Donaldson v. Donaldson

430 P.2d 210 | Kan. | 1967

The opinion of the court was delivered by

Harman, C.:

We deal here with a refusal to set aside a default judgment in a divorce action.

The parties to the proceeding were married January 10, 1962. Four children have been bom. The husband, appellee herein, first sued the wife for divorce on December 15, 1964. This suit was dismissed May 25, 1965, and the parties continued to live together. On June 23, 1966, the husband again filed suit for divorce. In his petition he alleged the wife had been guilty of gross neglect of duty and extreme cruelty and he asked for divorce and custody of the four children. Personal service of summons was obtained on the wife the following day. The wife did not answer or make any appearance in court in response to the summons.

On September 13, 1966, the husband presented evidence in court in support of his petition. On September 28, 1966, the trial court entered judgment, effective that date, finding for the husband, and granting a divorce on the ground of gross neglect of duty. The court *470further found the best interests of the children would be served by awarding their custody to the husband and so awarded their custody. The husband was also awarded the household goods of the parties.

On October 3, 1966, the wife filed her motion to set aside the judgment alleging it had been obtained by fraud and corruption on the part of the husband in that his actions were responsible for her failure to appear and defend the action. She also asked for permission to file an answer and cross-petition attached to her motion, and for a new trial.

On October 11, 1966, the trial court heard evidence pro and con on these motions and by agreement of the parties it later received from the Southeast Kansas Mental Health Center a report of psychiatric evaluation of the wife. On November 4, 1966, the trial court denied the wife’s motion, specifically finding that the husband committed no fraud upon the court or against the wife and that he did nothing to prevent a defense to the action. The wife has appealed, asserting abuse of discretion.

The applicable statute (K. S. A. 60-260 [b]) provides:

“On motion and upon such terms as are just, the court may relieve a party or his legal representative from a final judgment, order, or proceeding for the following reasons: . . . (3) fraud (whether heretofore denominated intrinsic or extrinsic), misrepresentation, or other misconduct of an adverse party.

Where relief is sought under such provision the burden of proving fraud, misrepresentation or other misconduct in obtaining a judgment is on the movant; fraud is not presumed but must ordinarily be proven by clear and convincing evidence (See 3 Barron & Holtzoff, Federal Practice and Procedure, §1326). And in determining such proceeding it becomes the duty of the trial court to weigh evidence and determine credibility of witnesses (Cuthill v. Ortman-Miller Machine Company, 249 F. 2d 43).

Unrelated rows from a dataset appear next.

//! Recursive-descent parser for the formula expression language.
//!
//! Precedence, lowest first: `?:`, `||`, `&&`, equality, relational,
//! additive, multiplicative, unary, primary. A single trailing `;` is
//! accepted so function bodies can be written statement-style.

use super::ast::{BinaryOp, Expr, UnaryOp};
use super::lexer::{Lexer, Token};
use crate::error::{FormulaError, Result};
use crate::value::Value;

/// Parse `src` into an expression tree.
pub fn parse_expression(src: &str) -> Result<Expr> {
    Parser::new(src)?.parse()
}

struct Parser<'a> {
    lex: Lexer<'a>,
    look: Token,
    pos: usize,
}

impl<'a> Parser<'a> {
    fn new(src: &'a str) -> Result<Self> {
        let mut lex = Lexer::new(src);
        let (look, pos) = lex.next_token()?;
        Ok(Self { lex, look, pos })
    }

    fn bump(&mut self) -> Result<Token> {
        let (next, pos) = self.lex.next_token()?;
        self.pos = pos;
        Ok(std::mem::replace(&mut self.look, next))
    }

    fn expect(&mut self, t: &Token, what: &str) -> Result<()> {
        if std::mem::discriminant(&self.look) == std::mem::discriminant(t) {
            self.bump()?;
            Ok(())
        } else {
            Err(self.unexpected(what))
        }
    }

    fn unexpected(&self, what: &str) -> FormulaError {
        let found = match &self.look {
            Token::Eof => "end of input".to_string(),
            other => format!("{:?}", other),
        };
        FormulaError::parse(self.pos, format!("expected {}, found {}", what, found))
    }

    fn parse(mut self) -> Result<Expr> {
        let expr = self.conditional()?;
        if self.look == Token::Semicolon {
            self.bump()?;
        }
        if self.look != Token::Eof {
            return Err(self.unexpected("end of expression"));
        }
        Ok(expr)
    }

    fn conditional(&mut self) -> Result<Expr> {
        let cond = self.or_expr()?;
        if self.look != Token::Question {
            return Ok(cond);
        }
        self.bump()?;
        let then_e = self.conditional()?;
        self.expect(&Token::Colon, "':'")?;
        let else_e = self.conditional()?;
        Ok(Expr::Conditional(
            Box::new(cond),
            Box::new(then_e),
            Box::new(else_e),
        ))
    }

    fn or_expr(&mut self) -> Result<Expr> {
        let mut node = self.and_expr()?;
        while self.look == Token::OrOr {
            self.bump()?;
            let rhs = self.and_expr()?;
            node = Expr::Or(Box::new(node), Box::new(rhs));
        }
        Ok(node)
    }

    fn and_expr(&mut self) -> Result<Expr> {
        let mut node = self.equality()?;
        while self.look == Token::AndAnd {
            self.bump()?;
            let rhs = self.equality()?;
            node = Expr::And(Box::new(node), Box::new(rhs));
        }
        Ok(node)
    }

    fn binary_level(
        &mut self,
        ops: &[(Token, BinaryOp)],
        next: fn(&mut Self) -> Result<Expr>,
    ) -> Result<Expr> {
        let mut node = next(self)?;
        while let Some(op) = ops
            .iter()
            .find(|(tok, _)| *tok == self.look)
            .map(|(_, op)| *op)
        {
            self.bump()?;
            let rhs = next(self)?;
            node = Expr::Binary(op, Box::new(node), Box::new(rhs));
        }
        Ok(node)
    }

    fn equality(&mut self) -> Result<Expr> {
        self.binary_level(
            &[
                (Token::EqEq, BinaryOp::Eq),
                (Token::NotEq, BinaryOp::Ne),
                (Token::StrictEq, BinaryOp::StrictEq),
                (Token::StrictNotEq, BinaryOp::StrictNe),
            ],
            Self::relational,
        )
    }

    fn relational(&mut self) -> Result<Expr> {
        self.binary_level(
            &[
                (Token::Lt, BinaryOp::Lt),
                (Token::Le, BinaryOp::Le),
                (Token::Gt, BinaryOp::Gt),
                (Token::Ge, BinaryOp::Ge),
            ],
            Self::additive,
        )
    }

    fn additive(&mut self) -> Result<Expr> {
        self.binary_level(
            &[(Token::Plus, BinaryOp::Add), (Token::Minus, BinaryOp::Sub)],
            Self::multiplicative,
        )
    }

    fn multiplicative(&mut self) -> Result<Expr> {
        self.binary_level(
            &[
                (Token::Star, BinaryOp::Mul),
                (Token::Slash, BinaryOp::Div),
                (Token::Percent, BinaryOp::Rem),
            ],
            Self::unary,
        )
    }

    fn unary(&mut self) -> Result<Expr> {
        let op = match self.look {
            Token::Minus => UnaryOp::Neg,
            Token::Plus => UnaryOp::Plus,
            Token::Bang => UnaryOp::Not,
            _ => return self.primary(),
        };
        self.bump()?;
        Ok(Expr::Unary(op, Box::new(self.unary()?)))
    }

    fn primary(&mut self) -> Result<Expr> {
        match self.look.clone() {
            Token::Num(n) => {
                self.bump()?;
                Ok(Expr::Literal(Value::Number(n)))
            }
            Token::Str(s) => {
                self.bump()?;
                Ok(Expr::Literal(Value::String(s)))
            }
            Token::Ident(name) => {
                self.bump()?;
                if self.look == Token::LParen {
                    self.bump()?;
                    let args = self.list(&Token::RParen, "')'")?;
                    return Ok(Expr::Call { name, args });
                }
                Ok(match name.as_str() {
                    "true" => Expr::Literal(Value::Bool(true)),
                    "false" => Expr::Literal(Value::Bool(false)),
                    "null" | "undefined" => Expr::Literal(Value::Null),
                    "NaN" => Expr::Literal(Value::Number(f64::NAN)),
                    "Infinity" => Expr::Literal(Value::Number(f64::INFINITY)),
                    _ => Expr::Ident(name),
                })
            }
            Token::LParen => {
                self.bump()?;
                let e = self.conditional()?;
                self.expect(&Token::RParen, "')'")?;
                Ok(e)
            }
            Token::LBracket => {
                self.bump()?;
                Ok(Expr::Array(self.list(&Token::RBracket, "']'")?))
            }
            Token::LBrace => {
                self.bump()?;
                self.object()
            }
            _ => Err(self.unexpected("a value")),
        }
    }

    /// Comma-separated expressions up to `close`; the opening token has
    /// already been consumed.
    fn list(&mut self, close: &Token, what: &str) -> Result<Vec<Expr>> {
        let mut items = Vec::new();
        if self.look == *close {
            self.bump()?;
            return Ok(items);
        }
        loop {
            items.push(self.conditional()?);
            if self.look == Token::Comma {
                self.bump()?;
                continue;
            }
            self.expect(close, what)?;
            return Ok(items);
        }
    }

    fn object(&mut self) -> Result<Expr> {
        let mut entries = Vec::new();
        if self.look == Token::RBrace {
            self.bump()?;
            return Ok(Expr::Object(entries));
        }
        loop {
            let key = match self.bump()? {
                Token::Str(s) | Token::Ident(s) => s,
                Token::Num(n) => Value::Number(n).to_text(),
                _ => {
                    return Err(FormulaError::parse(self.pos, "expected an object key"));
                }
            };
            self.expect(&Token::Colon, "':'")?;
            entries.push((key, self.conditional()?));
            if self.look == Token::Comma {
                self.bump()?;
                continue;
            }
            self.expect(&Token::RBrace, "'}'")?;
            return Ok(Expr::Object(entries));
        }
    }
}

With these principles in mind we turn to the evidence. The parties had been living in a house in Chanute across the street from the home of the husband’s parents. Upon filing the divorce petition the husband moved into his parents’ home, leaving the children with the wife. The wife continued to live in the home of the parties and during a part of the time prior to the granting of the divorce she also lived at her parents’ home near Chanute. At the hearing on the motion the appellant wife admitted receiving the summons; immediately thereafter she talked to her husband and his attorney. *471Her testimony as to these conversations and as to her husband’s actions, which testimony we need not detail, was at best vague and inconclusive as to any conduct contributing to her default in the divorce proceeding and simply did not support the allegations in her motion. She did testify her husband “just wanted a divorce, and he wanted the kids, and that’s what he kept on saying.” The husband testified denying any inference that his conduct in any way kept the wife from appearing and defending in the action; he testified she kept asking why he didn’t hurry up and get it over with; that he did not talk about or promise getting back together again; he further testified:

“I told her on any number of occasions that I have filed once before and dismissed it and decided to try it again, and that after this happened, after she told me what happened, that I could not dismiss it, and that I would take my children, if I could, and provide the children a future for them they deserve, and that’s what I told her on any number of occasions.”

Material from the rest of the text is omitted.